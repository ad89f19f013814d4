// src/planner/resolver.rs

//! Detects conflicts between a `DesiredState` and the current
//! filesystem, and applies per-conflict policy (spec §4.5).

use crate::config::{ConflictPolicy, LinkMode};
use crate::error::Result;
use crate::filesystem::FilesystemPort;
use crate::operations::{Operation, OperationPayload};
use crate::path::relative_from;
use crate::planner::desired_state::DesiredState;
use crate::safety::ProtectedPaths;
use chrono::Utc;
use std::path::{Path, PathBuf};
use uuid::Uuid;

#[derive(Debug, Clone, PartialEq, Eq)]
pub struct Conflict {
    pub kind: String,
    pub path: PathBuf,
    pub details: String,
    pub suggestions: Vec<String>,
}

#[derive(Debug, Default)]
pub struct ResolveResult {
    pub operations: Vec<Operation>,
    pub conflicts: Vec<Conflict>,
    pub warnings: Vec<String>,
}

pub struct Resolver<'a> {
    fs: &'a dyn FilesystemPort,
    backup_dir: &'a Path,
    target_dir: &'a Path,
    policy: ConflictPolicy,
    guard: &'a ProtectedPaths,
    link_mode: LinkMode,
}

impl<'a> Resolver<'a> {
    pub fn new(
        fs: &'a dyn FilesystemPort,
        target_dir: &'a Path,
        backup_dir: &'a Path,
        policy: ConflictPolicy,
        guard: &'a ProtectedPaths,
        link_mode: LinkMode,
    ) -> Self {
        Self {
            fs,
            backup_dir,
            target_dir,
            policy,
            guard,
            link_mode,
        }
    }

    fn new_id(&self) -> String {
        Uuid::new_v4().to_string()
    }

    /// The literal value a symlink at `target` should carry, honoring
    /// the configured link mode (spec §9 Open Question iii).
    fn link_value(&self, target: &Path, source: &Path) -> PathBuf {
        match self.link_mode {
            LinkMode::Absolute => source.to_path_buf(),
            LinkMode::Relative => {
                let parent = target.parent().unwrap_or(self.target_dir);
                relative_from(parent, source)
            }
        }
    }

    fn backup_path(&self, target: &Path) -> PathBuf {
        let rel = target.strip_prefix(self.target_dir).unwrap_or(target);
        let flattened = rel.to_string_lossy().replace('/', "__");
        let ts = Utc::now().timestamp_millis();
        self.backup_dir.join(format!("{flattened}.{ts}.bak"))
    }

    pub fn resolve(&self, desired: &DesiredState) -> Result<ResolveResult> {
        let mut result = ResolveResult::default();

        for (target, link) in &desired.links {
            self.guard.guard(&link.package, target)?;

            let link_value = self.link_value(target, &link.source);

            if !self.fs.exists(target) {
                result.operations.push(Operation::new(
                    self.new_id(),
                    OperationPayload::LinkCreate {
                        source: link_value,
                        target: target.clone(),
                    },
                ));
                continue;
            }

            if self.fs.is_symlink(target) {
                let current = self.fs.read_link(target).ok();
                if current.as_deref() == Some(link_value.as_path()) {
                    // Skip: already points at the intended source.
                    continue;
                }
                self.handle_conflict(
                    "WrongLink",
                    target,
                    &format!(
                        "existing symlink points at {:?}, expected {:?}",
                        current, link_value
                    ),
                    link_value,
                    &mut result,
                )?;
            } else if self.fs.is_dir(target) {
                self.handle_conflict(
                    "DirExpected",
                    target,
                    "a directory exists where a link was expected",
                    link_value,
                    &mut result,
                )?;
            } else {
                self.handle_conflict(
                    "FileExists",
                    target,
                    "a regular file exists at the link target",
                    link_value,
                    &mut result,
                )?;
            }
        }

        for dir in &desired.dirs {
            if !self.fs.exists(dir) {
                result
                    .operations
                    .push(Operation::new(self.new_id(), OperationPayload::DirCreate { path: dir.clone() }));
            } else if !self.fs.is_dir(dir) {
                result.conflicts.push(Conflict {
                    kind: "FileExpected".to_string(),
                    path: dir.clone(),
                    details: "a regular file exists where a directory was expected".to_string(),
                    suggestions: vec!["remove the existing file".to_string()],
                });
            }
            // else: already a directory, nothing to do.
        }

        Ok(result)
    }

    fn handle_conflict(
        &self,
        kind: &str,
        target: &Path,
        details: &str,
        source: PathBuf,
        result: &mut ResolveResult,
    ) -> Result<()> {
        match self.policy {
            ConflictPolicy::Fail => {
                result.conflicts.push(Conflict {
                    kind: kind.to_string(),
                    path: target.to_path_buf(),
                    details: details.to_string(),
                    suggestions: vec![
                        "use backup policy".to_string(),
                        "remove the existing file".to_string(),
                    ],
                });
            }
            ConflictPolicy::Skip => {
                result
                    .warnings
                    .push(format!("skipped {} ({})", target.display(), details));
            }
            ConflictPolicy::Backup => {
                let backup_dest = self.backup_path(target);
                let id = self.new_id();
                result.operations.push(Operation::new(
                    id,
                    OperationPayload::FileBackup {
                        source: target.to_path_buf(),
                        backup_dest,
                    },
                ));
                result.operations.push(Operation::new(
                    self.new_id(),
                    OperationPayload::FileDelete {
                        path: target.to_path_buf(),
                    },
                ));
                result.operations.push(Operation::new(
                    self.new_id(),
                    OperationPayload::LinkCreate {
                        source,
                        target: target.to_path_buf(),
                    },
                ));
            }
            ConflictPolicy::Overwrite => {
                result.operations.push(Operation::new(
                    self.new_id(),
                    OperationPayload::FileDelete {
                        path: target.to_path_buf(),
                    },
                ));
                result.operations.push(Operation::new(
                    self.new_id(),
                    OperationPayload::LinkCreate {
                        source,
                        target: target.to_path_buf(),
                    },
                ));
            }
        }
        Ok(())
    }
}

#[cfg(test)]
mod tests {
    use super::*;
    use crate::filesystem::InMemoryFilesystem;
    use crate::planner::desired_state::LinkTarget;
    use std::collections::{HashMap, HashSet};

    fn single_link_state(target: &str, source: &str) -> DesiredState {
        let mut links = HashMap::new();
        links.insert(
            PathBuf::from(target),
            LinkTarget {
                source: PathBuf::from(source),
                directory: false,
                package: "vim".to_string(),
            },
        );
        DesiredState {
            links,
            dirs: HashSet::new(),
        }
    }

    #[test]
    fn missing_target_emits_link_create() {
        let fs = InMemoryFilesystem::new();
        let guard = ProtectedPaths::new("/nonexistent/config", "/nonexistent/data");
        let resolver = Resolver::new(&fs, Path::new("/home/user"), Path::new("/home/user/.dot-backup"), ConflictPolicy::Fail, &guard, LinkMode::Absolute);
        let state = single_link_state("/home/user/.vimrc", "/pkg/vim/dot-vimrc");

        let result = resolver.resolve(&state).unwrap();
        assert_eq!(result.operations.len(), 1);
        assert!(result.conflicts.is_empty());
    }

    #[test]
    fn existing_file_with_fail_policy_is_a_conflict() {
        let fs = InMemoryFilesystem::new();
        fs.write_file(Path::new("/home/user/.vimrc"), b"old", 0o644).unwrap();
        let guard = ProtectedPaths::new("/nonexistent/config", "/nonexistent/data");
        let resolver = Resolver::new(&fs, Path::new("/home/user"), Path::new("/home/user/.dot-backup"), ConflictPolicy::Fail, &guard, LinkMode::Absolute);
        let state = single_link_state("/home/user/.vimrc", "/pkg/vim/dot-vimrc");

        let result = resolver.resolve(&state).unwrap();
        assert!(result.operations.is_empty());
        assert_eq!(result.conflicts.len(), 1);
        assert_eq!(result.conflicts[0].kind, "FileExists");
    }

    #[test]
    fn existing_file_with_backup_policy_emits_backup_then_delete_then_link() {
        let fs = InMemoryFilesystem::new();
        fs.write_file(Path::new("/home/user/.vimrc"), b"old", 0o644).unwrap();
        let guard = ProtectedPaths::new("/nonexistent/config", "/nonexistent/data");
        let resolver = Resolver::new(&fs, Path::new("/home/user"), Path::new("/home/user/.dot-backup"), ConflictPolicy::Backup, &guard, LinkMode::Absolute);
        let state = single_link_state("/home/user/.vimrc", "/pkg/vim/dot-vimrc");

        let result = resolver.resolve(&state).unwrap();
        assert_eq!(result.operations.len(), 3);
        assert!(matches!(result.operations[0].payload(), OperationPayload::FileBackup { .. }));
        assert!(matches!(result.operations[1].payload(), OperationPayload::FileDelete { .. }));
        assert!(matches!(result.operations[2].payload(), OperationPayload::LinkCreate { .. }));
    }

    #[test]
    fn link_already_pointing_at_source_is_skipped() {
        let fs = InMemoryFilesystem::new();
        fs.symlink(Path::new("/pkg/vim/dot-vimrc"), Path::new("/home/user/.vimrc"))
            .unwrap();
        let guard = ProtectedPaths::new("/nonexistent/config", "/nonexistent/data");
        let resolver = Resolver::new(&fs, Path::new("/home/user"), Path::new("/home/user/.dot-backup"), ConflictPolicy::Fail, &guard, LinkMode::Absolute);
        let state = single_link_state("/home/user/.vimrc", "/pkg/vim/dot-vimrc");

        let result = resolver.resolve(&state).unwrap();
        assert!(result.operations.is_empty());
        assert!(result.conflicts.is_empty());
    }

    #[test]
    fn self_management_guard_rejects_protected_path() {
        let fs = InMemoryFilesystem::new();
        let guard = ProtectedPaths::new("/home/user/.config/dotkeep", "/home/user/.local/share/dotkeep");
        let resolver = Resolver::new(&fs, Path::new("/home/user"), Path::new("/home/user/.dot-backup"), ConflictPolicy::Fail, &guard, LinkMode::Absolute);
        let state = single_link_state("/home/user/.config/dotkeep/state.json", "/pkg/evil/x");

        assert!(resolver.resolve(&state).is_err());
    }

    #[test]
    fn relative_link_mode_emits_up_dir_relative_symlink_value() {
        let fs = InMemoryFilesystem::new();
        let guard = ProtectedPaths::new("/nonexistent/config", "/nonexistent/data");
        let resolver = Resolver::new(
            &fs,
            Path::new("/home/user"),
            Path::new("/home/user/.dot-backup"),
            ConflictPolicy::Fail,
            &guard,
            LinkMode::Relative,
        );
        let state = single_link_state("/home/user/.vimrc", "/pkg/vim/dot-vimrc");

        let result = resolver.resolve(&state).unwrap();
        assert_eq!(result.operations.len(), 1);
        match result.operations[0].payload() {
            OperationPayload::LinkCreate { source, .. } => {
                assert_eq!(source, &PathBuf::from("../pkg/vim/dot-vimrc"));
            }
            _ => panic!("expected LinkCreate"),
        }
    }
}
○ ○ ○ ○
* **EXERCISE INSTRUCTIONS**
If a line of the data above holds the string "HashMap", count it, then give only the final number.

* **FINISHED EXERCISE**
2